Anaïs Emery, directrice du NIFFF, quitte ses fonctions après cette édition hors-série. © Miguel Bueno

Anaïs Emery, directrice du NIFFF, et Lili Hinstin, directrice du Festival de Locarno, discutent des défis et des angoisses que représente l'organisation de leurs festivals en 2020, alors que les grands rassemblements sont toujours interdits.

Comment vivez-vous la période actuelle et les incertitudes autour de vos manifestations ?

Lili Hinstin La semaine dernière, lors d’une séance de la Conférence des festivals, on a échangé nos expériences et nos questionnements. Ce qui m’a beaucoup frappée, c’est à quel point cette situation demande aux équipes une adaptabilité, des changements de compétences et de connaissances. Comme tous les festivals, à Locarno, on travaille hors de notre champ de compétence habituel. On affronte le digital, le streaming, les problèmes de droits. Ce sont des questions très importantes et nous acquérons un savoir spécifique. Mis à part ça, on a garanti le salaire des équipes, on travaille pour protéger les gens. Nous ne sommes pas en difficulté comme un·e producteur·trice ou un·e cinéaste.

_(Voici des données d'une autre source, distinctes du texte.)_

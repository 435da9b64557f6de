//! Harvester tests against an in-process mock of the GitHub REST API.

use std::collections::HashMap;
use std::sync::{Arc, Mutex};

use axum::extract::{Path, Query, State};
use axum::http::StatusCode;
use axum::response::{IntoResponse, Response};
use axum::routing::get;
use axum::{Json, Router};
use base64::Engine;
use serde_json::{json, Value};

use portfolio_rag::config::{Config, GithubConfig};
use portfolio_rag::github::GithubClient;
use portfolio_rag::ingest::{harvest_github, resolve_repos, GithubOptions};
use portfolio_rag::models::SourceType;

#[derive(Clone, Default)]
struct Mock {
    requests: Arc<Mutex<Vec<String>>>,
}

impl Mock {
    fn record(&self, path: String) {
        self.requests.lock().unwrap().push(path);
    }

    fn requested(&self, needle: &str) -> bool {
        self.requests.lock().unwrap().iter().any(|p| p.contains(needle))
    }
}

fn encode(bytes: &[u8]) -> String {
    let b64 = base64::engine::general_purpose::STANDARD.encode(bytes);
    // The contents API wraps at 60 columns.
    b64.as_bytes()
        .chunks(60)
        .map(|c| String::from_utf8_lossy(c).to_string())
        .collect::<Vec<_>>()
        .join("\n")
}

fn file_entry(path: &str, size: u64) -> Value {
    json!({
        "path": path,
        "type": "file",
        "size": size,
        "sha": format!("sha-{}", path),
        "html_url": format!("https://github.com/octo/site/blob/main/{}", path),
    })
}

fn dir_entry(path: &str) -> Value {
    json!({"path": path, "type": "dir", "size": 0})
}

async fn repo_info(
    State(mock): State<Mock>,
    Path((owner, repo)): Path<(String, String)>,
) -> Response {
    mock.record(format!("/repos/{}/{}", owner, repo));
    if repo == "missing" {
        return StatusCode::NOT_FOUND.into_response();
    }
    let description = if repo == "site" {
        Value::from("Personal website")
    } else {
        Value::Null
    };
    Json(json!({
        "full_name": format!("{}/{}", owner, repo),
        "description": description,
        "stargazers_count": 42,
        "language": "Rust",
        "topics": ["portfolio", "web"],
        "html_url": format!("https://github.com/{}/{}", owner, repo),
    }))
    .into_response()
}

async fn root_listing(
    State(mock): State<Mock>,
    Path((owner, repo)): Path<(String, String)>,
) -> Json<Value> {
    mock.record(format!("/repos/{}/{}/contents", owner, repo));
    if repo == "bare" {
        return Json(json!([file_entry("notes.txt", 60)]));
    }
    if repo == "odd" {
        return Json(json!([dir_entry("docs")]));
    }
    Json(json!([
        file_entry("README.md", 40),
        dir_entry("src"),
        dir_entry("node_modules"),
        file_entry("big.rs", 2_000_000),
        file_entry("logo.png", 100),
        file_entry("tiny.txt", 2),
    ]))
}

async fn contents(
    State(mock): State<Mock>,
    Path((owner, repo, path)): Path<(String, String, String)>,
) -> Response {
    mock.record(format!("/repos/{}/{}/contents/{}", owner, repo, path));
    match path.as_str() {
        "src" => Json(json!([file_entry("src/main.rs", 60), file_entry("src/blob.py", 4)]))
            .into_response(),
        "docs" => Json(json!([
            file_entry("docs/a#b.md", 40),
            file_entry("docs/what?.md", 40),
            file_entry("docs/100%.md", 40),
            file_entry("docs/release notes.md", 40),
        ]))
        .into_response(),
        "docs/a" => file_response(&path, b"Wrong file: fragment was dropped."),
        "docs/a#b.md" => file_response(&path, b"Notes on sharp and flat keys."),
        "docs/what?.md" => file_response(&path, b"Frequently asked questions."),
        "docs/100%.md" => file_response(&path, b"Full coverage report for the parser."),
        "docs/release notes.md" => file_response(&path, b"Release notes for version two."),
        "README.md" => file_response(&path, b"# Site\n\nPersonal website source."),
        "src/main.rs" => file_response(&path, b"fn main() {\n    println!(\"hello portfolio\");\n}\n"),
        "src/blob.py" => file_response(&path, &[0xff, 0xfe, 0x00, 0x81]),
        "tiny.txt" => file_response(&path, b"hi"),
        "notes.txt" => file_response(&path, b"Design notes for a minimal static site generator."),
        _ => StatusCode::NOT_FOUND.into_response(),
    }
}

fn file_response(path: &str, bytes: &[u8]) -> Response {
    Json(json!({"path": path, "content": encode(bytes)})).into_response()
}

async fn readme(
    State(mock): State<Mock>,
    Path((owner, repo)): Path<(String, String)>,
) -> Response {
    mock.record(format!("/repos/{}/{}/readme", owner, repo));
    if repo != "site" {
        return StatusCode::NOT_FOUND.into_response();
    }
    Json(json!({"path": "README.md", "content": encode(b"# Site\n\nPersonal website source.")}))
        .into_response()
}

async fn user_repos(
    State(mock): State<Mock>,
    Path(user): Path<String>,
    Query(params): Query<HashMap<String, String>>,
) -> Json<Value> {
    let page: usize = params.get("page").and_then(|p| p.parse().ok()).unwrap_or(1);
    mock.record(format!("/users/{}/repos?page={}", user, page));
    assert_eq!(params.get("per_page").map(String::as_str), Some("100"));
    assert_eq!(params.get("type").map(String::as_str), Some("public"));

    if user == "small" {
        return Json(json!([{"full_name": "octo/site"}, {"full_name": "octo/bare"}]));
    }
    let names: Vec<Value> = match page {
        1 => (0..100).map(|i| json!({"full_name": format!("{}/repo-{}", user, i)})).collect(),
        2 => (100..103).map(|i| json!({"full_name": format!("{}/repo-{}", user, i)})).collect(),
        _ => Vec::new(),
    };
    Json(Value::Array(names))
}

async fn start_mock() -> (String, Mock) {
    let mock = Mock::default();
    let router = Router::new()
        .route("/repos/{owner}/{repo}", get(repo_info))
        .route("/repos/{owner}/{repo}/contents", get(root_listing))
        .route("/repos/{owner}/{repo}/contents/{*path}", get(contents))
        .route("/repos/{owner}/{repo}/readme", get(readme))
        .route("/users/{user}/repos", get(user_repos))
        .with_state(mock.clone());
    let listener = tokio::net::TcpListener::bind("127.0.0.1:0").await.unwrap();
    let addr = listener.local_addr().unwrap();
    tokio::spawn(async move {
        axum::serve(listener, router).await.unwrap();
    });
    (format!("http://{}", addr), mock)
}

fn github_config(api_url: &str) -> GithubConfig {
    GithubConfig {
        api_url: api_url.to_string(),
        ..GithubConfig::default()
    }
}

#[tokio::test]
async fn harvest_filters_files_and_puts_overview_first() {
    let (url, mock) = start_mock().await;
    let client = GithubClient::new(&github_config(&url), None).unwrap();

    let docs = client.harvest_repo("octo/site").await.unwrap();
    let files: Vec<&str> = docs.iter().map(|d| d.metadata.source_file.as_str()).collect();
    assert_eq!(files, vec!["README.md", "README.md", "src/main.rs"]);

    let overview = &docs[0];
    assert_eq!(overview.metadata.source_type, SourceType::GithubReadme);
    assert!(overview.text.starts_with(
        "Repository: octo/site\nDescription: Personal website\nStars: 42\nLanguage: Rust\nTopics: portfolio, web\nURL: https://github.com/octo/site\n\n# Site"
    ));

    let main = &docs[2];
    assert_eq!(main.metadata.source_type, SourceType::GithubFile);
    assert_eq!(main.metadata.repo_name.as_deref(), Some("octo/site"));
    assert_eq!(main.metadata.repo_url.as_deref(), Some("https://github.com/octo/site"));
    assert_eq!(main.metadata.sha.as_deref(), Some("sha-src/main.rs"));
    assert_eq!(main.metadata.file_size, Some(60));
    assert!(main.text.contains("hello portfolio"));

    assert!(!mock.requested("node_modules"));
    assert!(!mock.requested("big.rs"));
    assert!(!mock.requested("logo.png"));
    assert!(mock.requested("tiny.txt"));
}

#[tokio::test]
async fn missing_readme_still_yields_overview() {
    let (url, _mock) = start_mock().await;
    let client = GithubClient::new(&github_config(&url), None).unwrap();

    let docs = client.harvest_repo("octo/bare").await.unwrap();
    assert_eq!(docs.len(), 2);
    assert_eq!(docs[0].metadata.source_file, "README");
    assert!(docs[0].text.contains("Description: No description"));
    assert!(!docs[0].text.contains("\n\n"));
    assert_eq!(docs[1].metadata.source_file, "notes.txt");
}

#[tokio::test]
async fn unreachable_repository_is_an_error() {
    let (url, _mock) = start_mock().await;
    let client = GithubClient::new(&github_config(&url), None).unwrap();
    assert!(client.harvest_repo("octo/missing").await.is_err());
    assert!(client.harvest_repo("not-a-repo").await.is_err());
}

#[tokio::test]
async fn user_repositories_are_paginated() {
    let (url, mock) = start_mock().await;
    let client = GithubClient::new(&github_config(&url), Some("token".to_string())).unwrap();

    let repos = client.list_user_repos("prolific").await.unwrap();
    assert_eq!(repos.len(), 103);
    assert_eq!(repos[0], "prolific/repo-0");
    assert_eq!(repos[102], "prolific/repo-102");
    assert!(mock.requested("page=2"));
    assert!(!mock.requested("page=3"));
}

#[tokio::test]
async fn explicit_and_user_repositories_are_merged_without_duplicates() {
    let (url, _mock) = start_mock().await;
    let client = GithubClient::new(&github_config(&url), None).unwrap();
    let options = GithubOptions {
        enabled: true,
        repos: vec!["octo/site".to_string()],
        user: Some("small".to_string()),
        token: None,
    };
    assert_eq!(
        resolve_repos(&client, &options).await,
        vec!["octo/site".to_string(), "octo/bare".to_string()]
    );

    let mut config = Config::default();
    config.github = github_config(&url);
    let harvested = harvest_github(&config, &options).await;
    let repos: Vec<&str> = harvested.iter().map(|h| h.repo.as_str()).collect();
    assert_eq!(repos, vec!["octo/site", "octo/bare"]);
    assert_eq!(harvested[0].documents.len(), 3);
}

#[tokio::test]
async fn reserved_characters_in_paths_are_percent_encoded() {
    let (url, mock) = start_mock().await;
    let client = GithubClient::new(&github_config(&url), None).unwrap();

    let docs = client.harvest_repo("octo/odd").await.unwrap();
    let files: Vec<&str> = docs.iter().map(|d| d.metadata.source_file.as_str()).collect();
    assert_eq!(
        files,
        vec![
            "README",
            "docs/a#b.md",
            "docs/what?.md",
            "docs/100%.md",
            "docs/release notes.md"
        ]
    );
    assert_eq!(docs[1].text, "Notes on sharp and flat keys.");
    assert_eq!(docs[2].text, "Frequently asked questions.");
    assert_eq!(docs[3].text, "Full coverage report for the parser.");
    assert_eq!(docs[4].text, "Release notes for version two.");
    assert!(mock.requested("/repos/octo/odd/contents/docs/a#b.md"));
    assert!(!mock.requests.lock().unwrap().iter().any(|p| p.ends_with("/contents/docs/a")));
}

Anaïs Emery On a effectivement parlé de la souffrance des équipes et de l’importance de les maintenir, plutôt que de les remplacer. Pour nous, au NIFFF, la période la plus difficile a été celle de l’étude des différents scénarios.

LH Je suis d’accord !

AE On a réfléchi à trois scénarios ficelés, faisables et crédibles avec un délai d’annonce à fin avril. J’ai appelé tous les directeur·trice·s et programmateur·trice·s que je connais partout sur la planète pour connaître leurs idées et leurs solutions. Notre critère de choix était de rester fidèle à l’essence du festival. Le processus a été intéressant, c’était une remise en question positive pour le festival. Personnellement, le moment du choix a été assez pénible : il fallait décider si on faisait des événements physiques ou pas, sans connaître le plan de déconfinement, dont on ne pensait pas qu’il irait aussi vite.

 

La réflexion à Locarno a-t-elle été similaire ?

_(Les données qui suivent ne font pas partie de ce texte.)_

//! Local source discovery.
//!
//! Walks the source directory for supported document files, skipping
//! version-control, build, and dependency trees. Each file gets a document
//! id derived from its relative path and a SHA-256 content hash. Output is
//! sorted by relative path so runs are deterministic.

use anyhow::Result;
use globset::{Glob, GlobSet, GlobSetBuilder};
use sha2::{Digest, Sha256};
use std::path::{Path, PathBuf};
use tracing::warn;
use walkdir::WalkDir;

use crate::extract::FileKind;

/// A supported file found under the source directory.
#[derive(Debug, Clone, PartialEq)]
pub struct LocalFile {
    pub path: PathBuf,
    /// Path relative to the source root, `/`-separated on every platform.
    pub relative: String,
    /// Relative path with separators replaced by `_`.
    pub document_id: String,
    /// SHA-256 hex digest of the file bytes.
    pub content_hash: String,
}

/// Find supported files under `root`.
///
/// A missing root is logged and yields nothing. Files that cannot be read
/// for hashing are logged and skipped.
pub fn discover_files(root: &Path) -> Result<Vec<LocalFile>> {
    if !root.is_dir() {
        warn!(dir = %root.display(), "source directory not found; skipping local documents");
        return Ok(Vec::new());
    }

    let exclude_set = build_globset(&[
        "**/.git/**".to_string(),
        "**/target/**".to_string(),
        "**/node_modules/**".to_string(),
    ])?;

    let mut files = Vec::new();
    for entry in WalkDir::new(root) {
        let entry = match entry {
            Ok(entry) => entry,
            Err(e) => {
                warn!(error = %e, "skipping unreadable entry");
                continue;
            }
        };
        if !entry.file_type().is_file() {
            continue;
        }

        let path = entry.path();
        let relative = path.strip_prefix(root).unwrap_or(path);
        let rel_str = relative
            .components()
            .map(|c| c.as_os_str().to_string_lossy())
            .collect::<Vec<_>>()
            .join("/");

        if exclude_set.is_match(&rel_str) || FileKind::from_path(path).is_none() {
            continue;
        }

        let content_hash = match hash_file(path) {
            Ok(hash) => hash,
            Err(e) => {
                warn!(file = %path.display(), error = %e, "could not hash file; skipping");
                continue;
            }
        };

        files.push(LocalFile {
            path: path.to_path_buf(),
            document_id: rel_str.replace('/', "_"),
            relative: rel_str,
            content_hash,
        });
    }

    files.sort_by(|a, b| a.relative.cmp(&b.relative));
    if files.is_empty() {
        warn!(dir = %root.display(), "no supported files found");
    }

    Ok(files)
}

pub fn hash_file(path: &Path) -> std::io::Result<String> {
    let bytes = std::fs::read(path)?;
    Ok(format!("{:x}", Sha256::digest(&bytes)))
}

fn build_globset(patterns: &[String]) -> Result<GlobSet> {
    let mut builder = GlobSetBuilder::new();
    for pattern in patterns {
        builder.add(Glob::new(pattern)?);
    }
    Ok(builder.build()?)
}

LH Dès qu’on a su que les manifestations de plus de mille personnes resteraient interdites jusqu’à fin août, on a jugé inenvisageable de prendre le risque d’un festival physique. Même si, dans nos hypothèses de travail, on avait imaginé recréer la Piazza Grande de 1973 à 1000 places, avec des distances entre les gens... Mais même ce scénario suppose de réunir beaucoup de monde dans une petite ville et on ne peut pas garantir la sécurité dans les bars, les rues. On ne peut pas être instigateur·trice d’un tel risque. Par contre, on veut défendre à tout prix la question de la projection physique, donc si début août, il y a la possibilité d’utiliser les salles de cinéma existantes, on le fera.

 

A Neuchâtel, vous avez renoncé complètement aux compétitions. Pourquoi ?

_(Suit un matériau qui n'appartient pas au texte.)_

//! PDF text extraction with a vision-model fallback for scanned pages.
//!
//! Each page is first read from its text layer. A page whose text layer is
//! blank is rasterized (its largest embedded image, scaled so the longest
//! side equals the configured target size) and sent to a [`VisionModel`]
//! with a fixed transcription prompt.
//!
//! Output format, one block per page, blocks joined by a blank line:
//!
//! ```text
//! === Page 1 ===
//! <text>
//! ```
//!
//! An OCR failure on a page produces `[No text content]` for that page. A
//! page that cannot be rasterized (no embedded image, undecodable image) is
//! dropped, as is a page whose OCR call succeeds but returns nothing.
//! Without a vision model scanned pages are dropped silently.

use std::io::Cursor;
use std::path::Path;
use std::sync::Arc;
use std::time::Duration;

use anyhow::{anyhow, bail, Context, Result};
use async_trait::async_trait;
use base64::Engine;
use tracing::{debug, info, warn};

use crate::config::OcrConfig;
use crate::extract::ExtractError;

/// Instruction sent with every page image.
pub const OCR_PROMPT: &str = "Extract all text from this document image in reading order. Output only the text content, not layout coordinates.";

const NO_TEXT_PLACEHOLDER: &str = "[No text content]";

/// A vision-language model that transcribes one page image.
#[async_trait]
pub trait VisionModel: Send + Sync {
    fn name(&self) -> &str;

    /// Generate text for a PNG-encoded page image.
    async fn generate(&self, png: &[u8], prompt: &str) -> Result<String>;
}

/// Vision model served by Ollama's `/api/generate` endpoint.
///
/// Decoding is greedy: temperature 0 and top-k 1.
pub struct OllamaVision {
    client: reqwest::Client,
    url: String,
    model: String,
    max_tokens: u32,
}

impl OllamaVision {
    pub fn new(url: &str, model: &str, max_tokens: u32, timeout_secs: u64) -> Result<Self> {
        let client = reqwest::Client::builder()
            .timeout(Duration::from_secs(timeout_secs))
            .build()?;
        Ok(Self {
            client,
            url: url.trim_end_matches('/').to_string(),
            model: model.to_string(),
            max_tokens,
        })
    }
}

#[async_trait]
impl VisionModel for OllamaVision {
    fn name(&self) -> &str {
        &self.model
    }

    async fn generate(&self, png: &[u8], prompt: &str) -> Result<String> {
        let body = serde_json::json!({
            "model": self.model,
            "prompt": prompt,
            "images": [base64::engine::general_purpose::STANDARD.encode(png)],
            "stream": false,
            "options": {
                "num_predict": self.max_tokens,
                "temperature": 0,
                "top_k": 1,
            },
        });

        let response = self
            .client
            .post(format!("{}/api/generate", self.url))
            .json(&body)
            .send()
            .await
            .with_context(|| format!("Vision model unreachable at {}", self.url))?;

        let status = response.status();
        if !status.is_success() {
            let text = response.text().await.unwrap_or_default();
            bail!("Vision model error {}: {}", status, text);
        }

        let json: serde_json::Value = response.json().await?;
        json.get("response")
            .and_then(|r| r.as_str())
            .map(str::to_string)
            .ok_or_else(|| anyhow!("Invalid vision model response: missing response field"))
    }
}

/// Strip the echoed prompt wrapper and special tokens from raw model output.
pub fn clean_generation(raw: &str, prompt: &str) -> String {
    let echoed = format!("<s>{} <Answer/>", prompt);
    raw.replace(&echoed, "")
        .replace("<pad>", "")
        .replace("</s>", "")
        .trim()
        .to_string()
}

/// PDF reader that falls back to OCR for pages without a text layer.
#[derive(Clone)]
pub struct PdfParser {
    vision: Option<Arc<dyn VisionModel>>,
    target_size: u32,
    name: String,
}

impl PdfParser {
    /// Text layer only; scanned pages are dropped.
    pub fn text_only() -> Self {
        Self {
            vision: None,
            target_size: 896,
            name: "pdf-text".to_string(),
        }
    }

    pub fn with_vision(vision: Arc<dyn VisionModel>, target_size: u32) -> Self {
        let name = format!("pdf-text+ocr:{}", vision.name());
        Self {
            vision: Some(vision),
            target_size,
            name,
        }
    }

    /// Build from `[ocr]`. No model configured means text layer only.
    pub fn from_config(config: &OcrConfig) -> Result<Self> {
        match &config.model {
            Some(model) => {
                info!(model = %model, url = %config.url, "OCR fallback enabled");
                let vision = OllamaVision::new(
                    &config.url,
                    model,
                    config.max_tokens,
                    config.timeout_secs,
                )?;
                Ok(Self::with_vision(Arc::new(vision), config.target_size))
            }
            None => {
                info!("no OCR model configured; scanned PDF pages will be skipped");
                Ok(Self::text_only())
            }
        }
    }

    pub fn parser_name(&self) -> &str {
        &self.name
    }

    pub async fn parse_file(&self, path: &Path) -> Result<String, ExtractError> {
        let bytes = tokio::fs::read(path).await?;
        self.parse_bytes(bytes).await
    }

    pub async fn parse_bytes(&self, bytes: Vec<u8>) -> Result<String, ExtractError> {
        let bytes = Arc::new(bytes);

        let layer = {
            let bytes = Arc::clone(&bytes);
            tokio::task::spawn_blocking(move || pdf_extract::extract_text_from_mem_by_pages(&bytes))
                .await
                .map_err(|e| ExtractError::Pdf(format!("text extraction panicked: {}", e)))?
        };

        let page_texts = match layer {
            Ok(pages) => pages,
            Err(e) if self.vision.is_some() => {
                warn!(error = %e, "text layer unreadable; treating every page as scanned");
                let count = count_pages(Arc::clone(&bytes)).await?;
                vec![String::new(); count]
            }
            Err(e) => return Err(ExtractError::Pdf(e.to_string())),
        };

        let scanned: Vec<usize> = page_texts
            .iter()
            .enumerate()
            .filter(|(_, t)| t.trim().is_empty())
            .map(|(i, _)| i)
            .collect();

        let mut ocr_pages = std::collections::HashMap::new();
        if let Some(vision) = &self.vision {
            if !scanned.is_empty() {
                info!(pages = scanned.len(), "running OCR on pages without a text layer");
                let images = rasterize_pages(Arc::clone(&bytes), scanned.clone(), self.target_size).await?;
                for (index, image) in images {
                    let page = index + 1;
                    let png = match image {
                        Ok(png) => png,
                        Err(e) => {
                            warn!(page, error = %e, "could not rasterize page; dropping it");
                            continue;
                        }
                    };
                    let text = match vision.generate(&png, OCR_PROMPT).await {
                        Ok(raw) => Some(clean_generation(&raw, OCR_PROMPT)),
                        Err(e) => {
                            warn!(page, error = %e, "OCR failed");
                            None
                        }
                    };
                    ocr_pages.insert(index, text);
                }
            }
        } else if !scanned.is_empty() {
            debug!(pages = scanned.len(), "skipping pages without a text layer");
        }

        let mut blocks = Vec::new();
        for (index, text) in page_texts.iter().enumerate() {
            let page = index + 1;
            let trimmed = text.trim();
            if !trimmed.is_empty() {
                blocks.push(page_block(page, trimmed));
                continue;
            }
            match ocr_pages.remove(&index) {
                Some(Some(ocr)) if !ocr.is_empty() => blocks.push(page_block(page, &ocr)),
                Some(Some(_)) => debug!(page, "OCR returned no text"),
                Some(None) => blocks.push(page_block(page, NO_TEXT_PLACEHOLDER)),
                None => {}
            }
        }

        Ok(blocks.join("\n\n"))
    }
}

fn page_block(page: usize, text: &str) -> String {
    format!("=== Page {} ===\n{}", page, text)
}

async fn count_pages(bytes: Arc<Vec<u8>>) -> Result<usize, ExtractError> {
    tokio::task::spawn_blocking(move || {
        lopdf::Document::load_mem(&bytes)
            .map(|doc| doc.get_pages().len())
            .map_err(|e| ExtractError::Pdf(e.to_string()))
    })
    .await
    .map_err(|e| ExtractError::Pdf(e.to_string()))?
}

type PageImage = (usize, Result<Vec<u8>>);

/// Render the requested zero-based pages to PNG. The document is parsed
/// once; each page gets its own result.
async fn rasterize_pages(
    bytes: Arc<Vec<u8>>,
    pages: Vec<usize>,
    target_size: u32,
) -> Result<Vec<PageImage>, ExtractError> {
    tokio::task::spawn_blocking(move || {
        let doc = match lopdf::Document::load_mem(&bytes) {
            Ok(doc) => doc,
            Err(e) => {
                let msg = e.to_string();
                return pages
                    .into_iter()
                    .map(|i| (i, Err(anyhow!("PDF structure unreadable: {}", msg))))
                    .collect();
            }
        };
        let page_ids: Vec<lopdf::ObjectId> = doc.get_pages().into_values().collect();
        pages
            .into_iter()
            .map(|index| {
                let result = page_ids
                    .get(index)
                    .ok_or_else(|| anyhow!("page {} out of range", index + 1))
                    .and_then(|id| render_page(&doc, *id, target_size));
                (index, result)
            })
            .collect()
    })
    .await
    .map_err(|e| ExtractError::Pdf(format!("rasterization panicked: {}", e)))
}

fn render_page(doc: &lopdf::Document, page_id: lopdf::ObjectId, target_size: u32) -> Result<Vec<u8>> {
    let images = doc
        .get_page_images(page_id)
        .map_err(|e| anyhow!("could not read page images: {}", e))?;
    let largest = images
        .iter()
        .max_by_key(|img| img.width * img.height)
        .ok_or_else(|| anyhow!("page has neither text nor images"))?;

    let filters = largest.filters.clone().unwrap_or_default();
    let decoded = if filters.iter().any(|f| f == "DCTDecode" || f == "JPXDecode") {
        image::load_from_memory(largest.content)?
    } else if filters.is_empty() {
        raw_pixels_to_image(
            largest.content.to_vec(),
            largest.width as u32,
            largest.height as u32,
            largest.color_space.as_deref(),
        )?
    } else {
        let raw = doc
            .get_object(largest.id)
            .and_then(|obj| obj.as_stream())
            .map_err(|e| anyhow!("image stream missing: {}", e))?
            .decompressed_content()
            .map_err(|e| anyhow!("could not decompress image: {}", e))?;
        raw_pixels_to_image(
            raw,
            largest.width as u32,
            largest.height as u32,
            largest.color_space.as_deref(),
        )?
    };

    encode_scaled_png(&decoded, target_size)
}

fn raw_pixels_to_image(
    raw: Vec<u8>,
    width: u32,
    height: u32,
    color_space: Option<&str>,
) -> Result<image::DynamicImage> {
    let image = match color_space {
        Some("DeviceGray") | Some("CalGray") => image::GrayImage::from_raw(width, height, raw)
            .map(image::DynamicImage::ImageLuma8),
        _ => image::RgbImage::from_raw(width, height, raw).map(image::DynamicImage::ImageRgb8),
    };
    image.ok_or_else(|| anyhow!("unsupported image layout ({}x{})", width, height))
}

/// Resize so the longest side equals `target_size` and encode as PNG.
pub fn encode_scaled_png(image: &image::DynamicImage, target_size: u32) -> Result<Vec<u8>> {
    let resized = image.resize(
        target_size,
        target_size,
        image::imageops::FilterType::Triangle,
    );
    let mut out = Vec::new();
    resized.write_to(&mut Cursor::new(&mut out), image::ImageFormat::Png)?;
    Ok(out)
}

AE Le Narcisse du meilleur film est la signature d’une édition. Quand on a compris qu’on ne pourrait pas organiser une compétition internationale de longs métrages et une compétition suisse de courts métrages, il nous a paru clair que 2020 ne serait pas une édition du NIFFF et que nous repousserions notre édition anniversaire à 2021. Cette édition est donc un hors-série, une édition sans numéro.

 

Et à Locarno, quelle a été la discussion autour des compétitions ?

LH Notre réflexion a été ambiguë, notre fil logique était : à quoi on sert ? Je rejoins Anaïs : on repart sur les fondamentaux de notre mission. Nous sommes là pour servir les films et pas l’inverse. Nous sommes un festival d’été par excellence, comme certains festivals de musique ou de théâtre. Les gens se baignent, marchent en montagne, profitent du cinéma en plein air. De plus, Locarno est un festival qui a une grande diversité de programmations et on espère toujours que les publics voyagent des unes aux autres. On ne pouvait pas maintenir cet esprit en ligne, et puis, en plein mois d’août, je n’y crois pas du tout.

 

Le NIFFF a décidé de mettre en place une offre en ligne en juillet. Ne craignez-vous pas le beau temps ?

AE Il est important de rappeler qu’on arrive un mois plus tôt. Vu l’intensité du travail à l’approche des dates, cela fait une différence. Mais ce n’est pas parce que le festival ne peut pas se tenir qu’aucun programme ne peut se faire pour la diversité de l’offre. Nous avons choisi de faire une sélection premium de vingt titres, disponibles en ligne. Dans la représentation des imaginaires, il y a des films vraiment intéressants par rapport à la crise que nous traversons. On n’a pas la prétention de toucher autant de spectateur·trice·s qu’en physique, mais vingt films entre le 3 et le 11 juillet, cela me semble tout à fait réaliste. Peu de gens ne regardent aucun film en dix jours, surtout parmi le public du NIFFF, qui a moins de 35 ans et qui est très consommateur.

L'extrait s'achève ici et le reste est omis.